In the case of quasar at redshift higher than 5.5, the SDSS wavelength coverage is probing the far UV (i.e. λ < 1450 Å at the rest frame), so we searched in the literature for any optical or NIR observations from which we could estimate the rest-frame 2500 Å flux density (10 sources out of 53 have z >  5.5). Given the number of different telescopes used to observe this set of sources (references in Table A.1), the UV flux estimates can be affected by a larger dispersion due to potential cross-calibration uncertainties among different cameras. To assess the potential contribution of this effect on the shape of the L_X–L_UV relation, in Sect. 5 we presented the results obtained with and without the inclusion of this high-redshift subsample.

Since the catalogue published by Shen et al. (2011) does not list any uncertainty on the UV flux density, we calculated the standard deviation of the fluxes in the rest-frame 1430–1470 Å waveband on each of the available SDSS DR7 spectra. We assume this as the uncertainty on the rest-frame 2500 Å flux density. We also adopted this method for the 10 sources from the SDSS DR7 (with z >  5, hence not included in the catalogue by Shen et al. 2011) and DR12, for which we extrapolated the UV flux density with a fixed slope. This method provides an average uncertainty of 22% over the entire sample of 43 quasars observed within the SDSS releases.

For the quasars at z >  5.5, we do not have an estimate of the uncertainty on the rest-frame 2500 Å flux density. The optical spectra we found in the literature for these objects (references in Table A.1) have a comparable, if not higher, signal-to-noise ratio with respect to SDSS. We thus considered a 22% uncertainty on the rest-frame 2500 Å flux density similarly to what we assumed for the entire sample.

5. Relation between L_2 keV and L_{2500 Å}

The non-linear relation between the X-rays (L_X) and UV (L_UV) luminosities can be parametrised as

$$\begin{array}{c}\hfill log(L_{\mathrm{X}})=\beta +\gamma log(L_{\mathrm{UV}}),\end{array}$$(1)

where β is a normalisation constant and γ is the observed slope. Expressing the luminosities in terms of fluxes and distances, i.e. $L=F4\pi D_L^2$, we obtain

$$\begin{array}{c}\hfill log(F_{\mathrm{X}})=\beta +\gamma log(F_{\mathrm{UV}})-(\gamma -1)log(4\pi D_L^2),\end{array}$$(2)

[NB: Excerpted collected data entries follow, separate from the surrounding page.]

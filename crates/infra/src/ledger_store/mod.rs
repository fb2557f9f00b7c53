//! Ledger storage: the append contract and the in-memory backend.

pub mod in_memory;
pub mod r#trait;

pub use in_memory::InMemoryLedgerStore;
pub use r#trait::{AppendError, JewelryTransition, LedgerStore, RegistryError, StorageError};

where F_X, F_UV, and D_L are the X-ray, UV flux densities, and, luminosity distance, respectively. To perform the analysis of the relation, we considered the following likelihood function:

$$\begin{array}{c}\hfill p_i(F_{\mathrm{X}}|F_{\mathrm{X},\mathrm{est}})={\displaystyle \prod _i\frac{1}{\sqrt{2\pi s_i^2}}exp[-\frac{{(F_{\mathrm{X}}-F_{\mathrm{X},\mathrm{est}})}^2}{2s_i^2}],}\end{array}$$(3)

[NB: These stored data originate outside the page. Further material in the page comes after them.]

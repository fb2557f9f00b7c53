//! Ledger domain module: the transaction record model and the balance folds.
//!
//! The ledger is append-only. A record is never edited or deleted; a mistake
//! is corrected by a new compensating record. Balances are **derived**, never
//! stored: every position answer folds the relevant history in insertion
//! order, every time.
//!
//! Sign convention (business point of view, per customer):
//! - `money > 0`: the business owes the customer money.
//! - `gold  < 0`: the customer's pure gold has net-flowed into the business.
//! - The mirror readings hold too: negative money is the customer's debt,
//!   positive gold is metal the business has net-handed out.

pub mod balance;
pub mod report;
pub mod transaction;

pub use balance::{Balance, derive_balance, derive_balance_as_of};
pub use report::{
    JewelryCustody, JewelryPosition, PurityBucket, bank_account_flow, jewelry_positions,
    raw_gold_by_purity,
};
pub use transaction::{
    JewelryMovement, MoneyMovement, PostedTransaction, RawGoldTrade, RawGoldTransfer, Transaction,
    TransactionDetails, TransactionKind,
};
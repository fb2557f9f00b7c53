//! `goldbook-core`: domain foundation building blocks.
//!
//! This crate contains **pure domain** primitives shared by every goldbook
//! crate (typed identifiers, the domain error model, the entity contract).
//! No persistence, no transport, no clocks.

pub mod entity;
pub mod error;
pub mod id;

pub use entity::Entity;
pub use error::{DomainError, DomainResult};
pub use id::{BankAccountId, CustomerId, JewelryItemId, StandardItemId, TransactionId};
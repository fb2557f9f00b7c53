use axum::{routing::get, Router};

pub mod advisor;
pub mod bank_accounts;
pub mod customers;
pub mod inventory;
pub mod system;
pub mod transactions;

/// Router for every endpoint except `/health`.
pub fn router() -> Router {
    Router::new()
        .route("/gold-price", get(system::gold_price))
        .nest("/customers", customers::router())
        .nest("/bank-accounts", bank_accounts::router())
        .nest("/items", inventory::router())
        .nest("/transactions", transactions::router())
        .nest("/advisor", advisor::router())
}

where F_X is the rest-frame 2 keV flux estimated as described in Sect. 3, while F_X, est is that estimated using Eq. (2) for a given UV flux, and $s_i^2={\sigma }_{\text{UV},i}^2+{\sigma }_{\text{X},i}^2+{\delta }_{\text{intr}}^2$, where δ_intr is the intrinsic dispersion, σ_UV, i and σ_X, i are the uncertainties on the UV and X-ray fluxes, respectively. To perform the fitting procedure, we used the PYTHON package emcee (Foreman-Mackey et al. 2013), which is an implementation of the affine invariant Markov chain Monte Carlo (MCMC) ensemble sampler by Goodman & Weare. Following the approach developed by our group in previous works, we further cleaned the sample on the basis of the X-ray properties and tested the effects of these cuts on the shape of the L_X–L_UV relation. We excluded the sources for which the rest-frame 2 keV flux estimate was an upper limit (9 out of 53 objects), and the quasars showing X-ray spectra that were too steep or too flat. Regarding the latter criterion, we excluded the 13 quasars showing an X-ray spectral slope which differs significantly from the peak values of the distribution of photon index for bright, unobscured quasars, i.e. Γ_X  =  1.9–2.0 (e.g. Bianchi et al. 2009). The peculiar slope could suggest either intrinsic obscuration (i.e. Γ_X <  1.5, which is rare to observe as intrinsic photon index) or an extreme object (i.e. Γ_X >  2.8). These criteria were applied to avoid the presence of possible contaminants (e.g. absorbed quasars) and to maintain the sample as homogeneous as possible.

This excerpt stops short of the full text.